Preeclampsia a placental disease and it gets resolved when the placenta is removed. Though the exact pathophysiology of PE is not clear, various risk factors are concerned in the improvement of the disease; the principal risk factors are obesity, history of PE, pregestational diabetes mellitus, chronic hypertension, and antiphospholipid antibody.13,14 This present study was carried out to evaluate the serum levels of sodium, potassium, chloride, and magnesium among PE and normotensive pregnant women.
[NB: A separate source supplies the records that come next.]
//! Preload Scheduler
//!
//! Warms a content cache in two phases: high-priority sections are loaded
//! concurrently before `preload` returns, low-priority sections are loaded
//! concurrently in a background task after a short delay.

use std::fmt::Display;
use std::future::Future;
use std::pin::Pin;
use std::time::{Duration, Instant};

use serde::Serialize;
use tokio::task::{JoinHandle, JoinSet};
use tracing::{debug, info, warn};

use crate::metrics::PerformanceSample;
use crate::service::ContentCache;

/// Operation key of the batch sample recorded per preload call.
pub const PRELOAD_OPERATION_KEY: &str = "preload";

type ProducerFuture<T, E> = Pin<Box<dyn Future<Output = Result<T, E>> + Send + 'static>>;
type BoxedProducer<T, E> = Box<dyn FnOnce() -> ProducerFuture<T, E> + Send + 'static>;

// == Priority ==
#[derive(Debug, Clone, Copy, PartialEq, Eq)]
pub enum Priority {
    /// Loaded before `preload` returns
    High,
    /// Loaded after the configured delay, in the background
    Low,
}

// == Preload Section ==
/// One cache key and the producer that fills it.
pub struct PreloadSection<T, E> {
    pub key: String,
    pub priority: Priority,
    producer: BoxedProducer<T, E>,
}

impl<T, E> PreloadSection<T, E> {
    pub fn new<F, Fut>(key: impl Into<String>, priority: Priority, producer: F) -> Self
    where
        F: FnOnce() -> Fut + Send + 'static,
        Fut: Future<Output = Result<T, E>> + Send + 'static,
    {
        Self {
            key: key.into(),
            priority,
            producer: Box::new(move || Box::pin(producer())),
        }
    }

    pub fn high<F, Fut>(key: impl Into<String>, producer: F) -> Self
    where
        F: FnOnce() -> Fut + Send + 'static,
        Fut: Future<Output = Result<T, E>> + Send + 'static,
    {
        Self::new(key, Priority::High, producer)
    }

    pub fn low<F, Fut>(key: impl Into<String>, producer: F) -> Self
    where
        F: FnOnce() -> Fut + Send + 'static,
        Fut: Future<Output = Result<T, E>> + Send + 'static,
    {
        Self::new(key, Priority::Low, producer)
    }
}

// == Preload Scheduler ==
/// Issues batches of `get_or_compute` calls against one cache.
#[derive(Clone)]
pub struct PreloadScheduler<T> {
    cache: ContentCache<T>,
}

impl<T> PreloadScheduler<T>
where
    T: Serialize + Clone + Send + Sync + 'static,
{
    pub fn new(cache: ContentCache<T>) -> Self {
        Self { cache }
    }

    /// Loads `sections` into the cache.
    ///
    /// High-priority sections run concurrently and are awaited; if any of them
    /// fails, the first failure in section order is returned once all have
    /// finished and the low-priority sections are never scheduled. A panicking
    /// high-priority producer resumes its panic here. Otherwise low-priority
    /// sections are handed to a background task that waits `preload_delay_ms`
    /// first; their failures are only logged. The returned handle may be
    /// awaited or dropped.
    ///
    /// One batch sample is recorded on success, timed over the high-priority
    /// phase and carrying the store hit rate observed at call time.
    pub async fn preload<E>(
        &self,
        sections: Vec<PreloadSection<T, E>>,
    ) -> Result<Option<JoinHandle<()>>, E>
    where
        E: Display + Send + 'static,
    {
        let started = Instant::now();
        let hit_rate = self.cache.hit_rate().await;

        let (high, low): (Vec<_>, Vec<_>) = sections
            .into_iter()
            .partition(|s| s.priority == Priority::High);
        info!(
            "Preloading {} high-priority and {} low-priority sections",
            high.len(),
            low.len()
        );

        run_sections(&self.cache, high, true).await?;
        let elapsed_ms = started.elapsed().as_secs_f64() * 1000.0;

        let deferred = if low.is_empty() {
            None
        } else {
            let delay = Duration::from_millis(self.cache.config().await.preload_delay_ms);
            Some(spawn_deferred(self.cache.clone(), low, delay))
        };

        self.cache
            .record(PerformanceSample::new(PRELOAD_OPERATION_KEY, elapsed_ms, hit_rate, 0))
            .await;
        debug!("High-priority preload finished in {:.2}ms", elapsed_ms);
        Ok(deferred)
    }
}

/// Runs every section concurrently; returns the first failure in input order.
///
/// With `propagate_panics`, a producer panic is resumed on the caller once
/// every section has finished.
async fn run_sections<T, E>(
    cache: &ContentCache<T>,
    sections: Vec<PreloadSection<T, E>>,
    propagate_panics: bool,
) -> Result<(), E>
where
    T: Serialize + Clone + Send + Sync + 'static,
    E: Display + Send + 'static,
{
    let mut set = JoinSet::new();
    for (index, section) in sections.into_iter().enumerate() {
        let cache = cache.clone();
        set.spawn(async move {
            let result = cache
                .get_or_compute(&section.key, section.producer, None)
                .await
                .map(|_| ());
            (index, section.key, result)
        });
    }

    let mut first_failure: Option<(usize, E)> = None;
    let mut panic = None;
    while let Some(joined) = set.join_next().await {
        match joined {
            Ok((_, _, Ok(()))) => {}
            Ok((index, key, Err(err))) => {
                warn!("Preload of {} failed: {}", key, err);
                if first_failure.as_ref().map_or(true, |(i, _)| index < *i) {
                    first_failure = Some((index, err));
                }
            }
            Err(join_err) if propagate_panics && join_err.is_panic() => {
                warn!("Preload task panicked: {}", join_err);
                if panic.is_none() {
                    panic = Some(join_err.into_panic());
                }
            }
            Err(join_err) => warn!("Preload task aborted: {}", join_err),
        }
    }

    if let Some(payload) = panic {
        std::panic::resume_unwind(payload);
    }

    match first_failure {
        Some((_, err)) => Err(err),
        None => Ok(()),
    }
}

fn spawn_deferred<T, E>(
    cache: ContentCache<T>,
    sections: Vec<PreloadSection<T, E>>,
    delay: Duration,
) -> JoinHandle<()>
where
    T: Serialize + Clone + Send + Sync + 'static,
    E: Display + Send + 'static,
{
    tokio::spawn(async move {
        tokio::time::sleep(delay).await;
        let count = sections.len();
        if run_sections(&cache, sections, false).await.is_ok() {
            debug!("Deferred preload of {} sections finished", count);
        }
    })
}
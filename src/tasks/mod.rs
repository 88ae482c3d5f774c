//! Background Tasks Module
//!
//! Contains cache work that runs outside the caller's request path.
//!
//! # Tasks
//! - Preload: warms the cache with high-priority sections immediately and
//!   low-priority sections after a short delay

mod preload;

pub use preload::{PreloadScheduler, PreloadSection, Priority, PRELOAD_OPERATION_KEY};
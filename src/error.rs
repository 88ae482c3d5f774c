//! Error types for the content cache
//!
//! Provides unified error handling using thiserror. Producer failures are not
//! represented here: `get_or_compute` hands them back to the caller untouched.

use axum::{
    http::StatusCode,
    response::{IntoResponse, Response},
    Json,
};
use serde_json::json;
use thiserror::Error;

// == Cache Error Enum ==
/// Unified error type for the cache and its admin surface.
#[derive(Error, Debug, Clone, PartialEq)]
pub enum CacheError {
    /// Key not found (or expired) in cache
    #[error("Key not found: {0}")]
    NotFound(String),

    /// Configuration update rejected; the previous configuration is kept
    #[error("Invalid configuration: {0}")]
    InvalidConfig(String),

    /// Invalid request data
    #[error("Invalid request: {0}")]
    InvalidRequest(String),

    /// Internal server error
    #[error("Internal error: {0}")]
    Internal(String),
}

// == IntoResponse Implementation ==
impl IntoResponse for CacheError {
    fn into_response(self) -> Response {
        let status = match &self {
            CacheError::NotFound(_) => StatusCode::NOT_FOUND,
            CacheError::InvalidConfig(_) | CacheError::InvalidRequest(_) => {
                StatusCode::BAD_REQUEST
            }
            CacheError::Internal(_) => StatusCode::INTERNAL_SERVER_ERROR,
        };

        let body = Json(json!({
            "error": self.to_string()
        }));

        (status, body).into_response()
    }
}

// == Result Type Alias ==
/// Convenience Result type for the content cache.
pub type Result<T> = std::result::Result<T, CacheError>;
|Parameter||PE||Normotensive pregnant group||p value|
|Mean (SD)||Mean (SD)|
|Maternal age||23.0 (3.54)||24.1 (2.7)||0.166|
|Gestational age||31.20 (3.40)||31.0 (2.7)||0.882|
|Systolic blood pressure (mmHg)||153.8 (12.13)||112.8 (13.31)||0.001*|
|Diastolic blood pressure (mmHg)||101.83 (8.7)||66.46 (8.7)||0.001*|
* Significant difference was observed if p value < 0.05
Sodium plays a vital role in maintaining the extracellular fluid volume and osmotic activity and its levels are primarily regulated by the hypothalamus, adrenal gland, and kidneys.15 In this study, the mean serum sodium as well as serum potassium levels were considerably reduced when compared to normotensive pregnant women and the results were in accordance with an earlier study conducted by Darkwa et al.16 According to Mishra and Kametas et al., electrolyte levels do not show any change in PE patients.7,18 There are two mechanisms by which sodium affects blood pressure. Surplus sodium intake leads to plasma volume expansion both intracellularly and extracellularly resulting in increased blood flow and cardiac output, which leads to peripheral vascular resistance. The above theory postulates an increased endothelial damage, and sodium and water retention leads to angiotensin production. Decrease in plasma volume triggers the baroreceptors to release an antidiuretic hormone (ADH) causing water retention resulting in a low sodium level, which appears to be blameable for PE.15
The role of electrolytes in the etiopathogenesis of PE is still unclear. Enormous studies have been conducted to elucidate the sequence of events.17–19 Hypokalemia in the pregnancy is very serious because it can cause cardiac arrhythmia, biological changes in the kidney, and it can even cause diabetes by decreasing insulin levels. The Na+/K+ ATPase pump plays a vital role in the transport of sodium and potassium across the cell membrane to maintain blood pressure. Pregnant women exhibit hypokalemia during the second trimester of pregnancies because of plasma volume expansion.17
Mineral deficits like zinc, magnesium, calcium, etc., have been recognized to cause serious health issues for women of reproductive phase, because of increasing demand for growing fetus.20 In this present study, we observed significantly reduced serum magnesium level (1.50 ± 0.31) in women with PE when compared to normotensive pregnant women (1.85 ± 0.23) This is similar to the study carried out by Patel,8 Darkwa et al.,5 Archana et al.,21 and Narayana et al.22 Similar study directed by Tavana20 estimated the serum magnesium level during 18–22 weeks and after diagnosis of PE (30–35 weeks). They observed that serum magnesium was decreased with increasing gestational period. Magnesium has got an important role in the causation of PE. If identified in the initial stage, supplementing with magnesium might improve the clinical condition of patients.
In view of above observations, it can be concluded that serum sodium, potassium, and magnesium are significantly decreased with increased blood pressure. Lowered levels of above parameters contribute to the development of disease in association with physiologically induced oxidative stress. Early identification of electrolytes and magnesium disturbances may help in the management of PE.
This study did not include angiogenic and oxidative stress markers in PE. It will give better results if the above parameters are measured in three intervals (first trimester to third trimester of pregnancy) in a large population.